## INSTRUCTIONS FOR THE TASK:
Word for word, transcribe the data below from the line with "Semi-implicit Euler over" to the line with "use crate::body::BodyRegistry;", keeping both of those lines.

## MATERIAL TO PROCESS:
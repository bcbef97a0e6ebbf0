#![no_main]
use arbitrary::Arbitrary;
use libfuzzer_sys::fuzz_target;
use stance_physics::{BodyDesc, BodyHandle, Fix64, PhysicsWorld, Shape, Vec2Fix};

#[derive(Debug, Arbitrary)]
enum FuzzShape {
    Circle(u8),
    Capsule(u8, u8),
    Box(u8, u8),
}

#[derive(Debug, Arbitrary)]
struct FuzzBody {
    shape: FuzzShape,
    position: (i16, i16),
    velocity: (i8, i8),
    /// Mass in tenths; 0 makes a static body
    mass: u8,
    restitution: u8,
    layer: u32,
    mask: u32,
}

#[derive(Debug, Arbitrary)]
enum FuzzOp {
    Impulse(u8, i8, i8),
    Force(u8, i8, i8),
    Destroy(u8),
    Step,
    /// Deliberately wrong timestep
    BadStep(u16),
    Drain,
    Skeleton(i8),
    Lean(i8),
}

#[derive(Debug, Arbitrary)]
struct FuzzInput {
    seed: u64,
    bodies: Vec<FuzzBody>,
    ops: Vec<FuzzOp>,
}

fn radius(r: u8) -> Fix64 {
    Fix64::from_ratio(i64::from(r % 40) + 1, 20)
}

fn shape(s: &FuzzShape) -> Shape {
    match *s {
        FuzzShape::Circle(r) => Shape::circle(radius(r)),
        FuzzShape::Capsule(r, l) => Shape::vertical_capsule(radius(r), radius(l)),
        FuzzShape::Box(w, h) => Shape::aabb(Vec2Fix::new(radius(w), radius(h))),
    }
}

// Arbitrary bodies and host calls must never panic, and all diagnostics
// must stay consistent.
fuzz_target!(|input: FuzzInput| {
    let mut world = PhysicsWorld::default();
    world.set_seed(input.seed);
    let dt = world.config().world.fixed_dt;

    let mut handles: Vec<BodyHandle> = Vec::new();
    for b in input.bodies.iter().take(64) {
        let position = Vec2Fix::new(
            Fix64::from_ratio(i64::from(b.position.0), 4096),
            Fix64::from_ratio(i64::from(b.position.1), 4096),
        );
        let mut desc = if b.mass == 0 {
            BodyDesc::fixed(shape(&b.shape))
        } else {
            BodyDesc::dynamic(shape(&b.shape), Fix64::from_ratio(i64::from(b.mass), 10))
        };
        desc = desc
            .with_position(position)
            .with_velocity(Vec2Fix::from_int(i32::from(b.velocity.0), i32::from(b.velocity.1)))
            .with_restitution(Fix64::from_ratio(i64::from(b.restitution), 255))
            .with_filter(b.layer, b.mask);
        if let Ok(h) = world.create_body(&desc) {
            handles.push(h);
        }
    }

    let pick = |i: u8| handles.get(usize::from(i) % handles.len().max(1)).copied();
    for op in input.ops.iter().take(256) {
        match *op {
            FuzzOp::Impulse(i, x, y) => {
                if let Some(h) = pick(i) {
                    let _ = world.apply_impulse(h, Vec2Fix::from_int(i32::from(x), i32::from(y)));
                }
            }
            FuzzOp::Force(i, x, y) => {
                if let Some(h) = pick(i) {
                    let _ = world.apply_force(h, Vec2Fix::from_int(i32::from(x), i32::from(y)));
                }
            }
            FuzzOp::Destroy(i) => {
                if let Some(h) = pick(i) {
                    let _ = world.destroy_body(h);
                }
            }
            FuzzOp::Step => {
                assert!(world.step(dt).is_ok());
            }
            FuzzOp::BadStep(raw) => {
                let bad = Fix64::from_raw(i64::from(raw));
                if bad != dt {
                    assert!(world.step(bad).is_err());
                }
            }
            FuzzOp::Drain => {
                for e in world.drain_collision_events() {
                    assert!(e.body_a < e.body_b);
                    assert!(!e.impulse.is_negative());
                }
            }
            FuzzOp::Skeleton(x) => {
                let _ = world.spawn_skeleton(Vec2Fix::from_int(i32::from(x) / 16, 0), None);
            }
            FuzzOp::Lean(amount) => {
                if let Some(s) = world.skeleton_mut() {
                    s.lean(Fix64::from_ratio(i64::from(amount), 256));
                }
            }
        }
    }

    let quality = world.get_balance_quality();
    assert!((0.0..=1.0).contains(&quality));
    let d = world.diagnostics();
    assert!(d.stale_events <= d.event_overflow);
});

---

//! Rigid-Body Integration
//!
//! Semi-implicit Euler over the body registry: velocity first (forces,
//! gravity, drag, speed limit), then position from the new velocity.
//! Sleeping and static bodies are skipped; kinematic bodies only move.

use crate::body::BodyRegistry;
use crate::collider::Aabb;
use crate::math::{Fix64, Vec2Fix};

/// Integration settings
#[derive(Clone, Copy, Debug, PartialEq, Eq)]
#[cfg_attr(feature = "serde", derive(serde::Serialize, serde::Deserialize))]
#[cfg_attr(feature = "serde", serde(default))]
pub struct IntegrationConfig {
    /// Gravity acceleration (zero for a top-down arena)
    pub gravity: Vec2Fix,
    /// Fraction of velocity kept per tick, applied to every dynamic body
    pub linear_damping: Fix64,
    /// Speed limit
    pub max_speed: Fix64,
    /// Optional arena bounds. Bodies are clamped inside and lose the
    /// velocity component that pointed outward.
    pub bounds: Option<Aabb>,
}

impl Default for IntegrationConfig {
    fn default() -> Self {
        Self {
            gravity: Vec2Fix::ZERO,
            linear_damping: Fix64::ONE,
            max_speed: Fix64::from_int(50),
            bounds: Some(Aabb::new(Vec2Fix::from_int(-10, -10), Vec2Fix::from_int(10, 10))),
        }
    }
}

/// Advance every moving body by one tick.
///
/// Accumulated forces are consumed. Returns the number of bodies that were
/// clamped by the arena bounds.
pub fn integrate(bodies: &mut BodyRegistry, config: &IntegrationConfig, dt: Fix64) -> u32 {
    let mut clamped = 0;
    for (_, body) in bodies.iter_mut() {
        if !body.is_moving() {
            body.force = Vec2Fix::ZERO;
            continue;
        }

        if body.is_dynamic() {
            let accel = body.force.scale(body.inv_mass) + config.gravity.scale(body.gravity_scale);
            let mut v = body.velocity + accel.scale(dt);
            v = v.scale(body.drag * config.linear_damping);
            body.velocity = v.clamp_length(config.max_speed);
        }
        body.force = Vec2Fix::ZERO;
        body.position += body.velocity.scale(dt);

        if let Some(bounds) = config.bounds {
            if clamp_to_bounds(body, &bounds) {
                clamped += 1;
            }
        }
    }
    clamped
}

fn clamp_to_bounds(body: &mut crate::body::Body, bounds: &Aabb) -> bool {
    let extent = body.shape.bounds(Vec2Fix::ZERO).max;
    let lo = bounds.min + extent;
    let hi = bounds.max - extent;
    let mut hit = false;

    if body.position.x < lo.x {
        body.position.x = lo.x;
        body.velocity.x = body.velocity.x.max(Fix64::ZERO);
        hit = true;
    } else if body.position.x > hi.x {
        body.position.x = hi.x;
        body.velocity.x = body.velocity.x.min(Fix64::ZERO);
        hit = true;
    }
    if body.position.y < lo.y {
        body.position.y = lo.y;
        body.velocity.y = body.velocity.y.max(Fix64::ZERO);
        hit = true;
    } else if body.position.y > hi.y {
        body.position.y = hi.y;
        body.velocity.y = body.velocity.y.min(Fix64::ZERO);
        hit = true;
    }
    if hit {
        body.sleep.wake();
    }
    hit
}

...

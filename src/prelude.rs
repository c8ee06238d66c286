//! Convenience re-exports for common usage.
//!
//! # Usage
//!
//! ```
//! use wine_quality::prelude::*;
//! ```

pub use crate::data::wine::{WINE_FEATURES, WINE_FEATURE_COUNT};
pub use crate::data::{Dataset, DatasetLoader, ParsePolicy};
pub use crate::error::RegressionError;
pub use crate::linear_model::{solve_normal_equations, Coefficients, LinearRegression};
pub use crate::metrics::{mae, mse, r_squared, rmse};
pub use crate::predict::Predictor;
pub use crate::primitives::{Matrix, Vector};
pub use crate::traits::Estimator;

## ANSWER BOX:
//! Semi-implicit Euler over the body registry: velocity first (forces,
//! gravity, drag, speed limit), then position from the new velocity.
//! Sleeping and static bodies are skipped; kinematic bodies only move.

use crate::body::BodyRegistry;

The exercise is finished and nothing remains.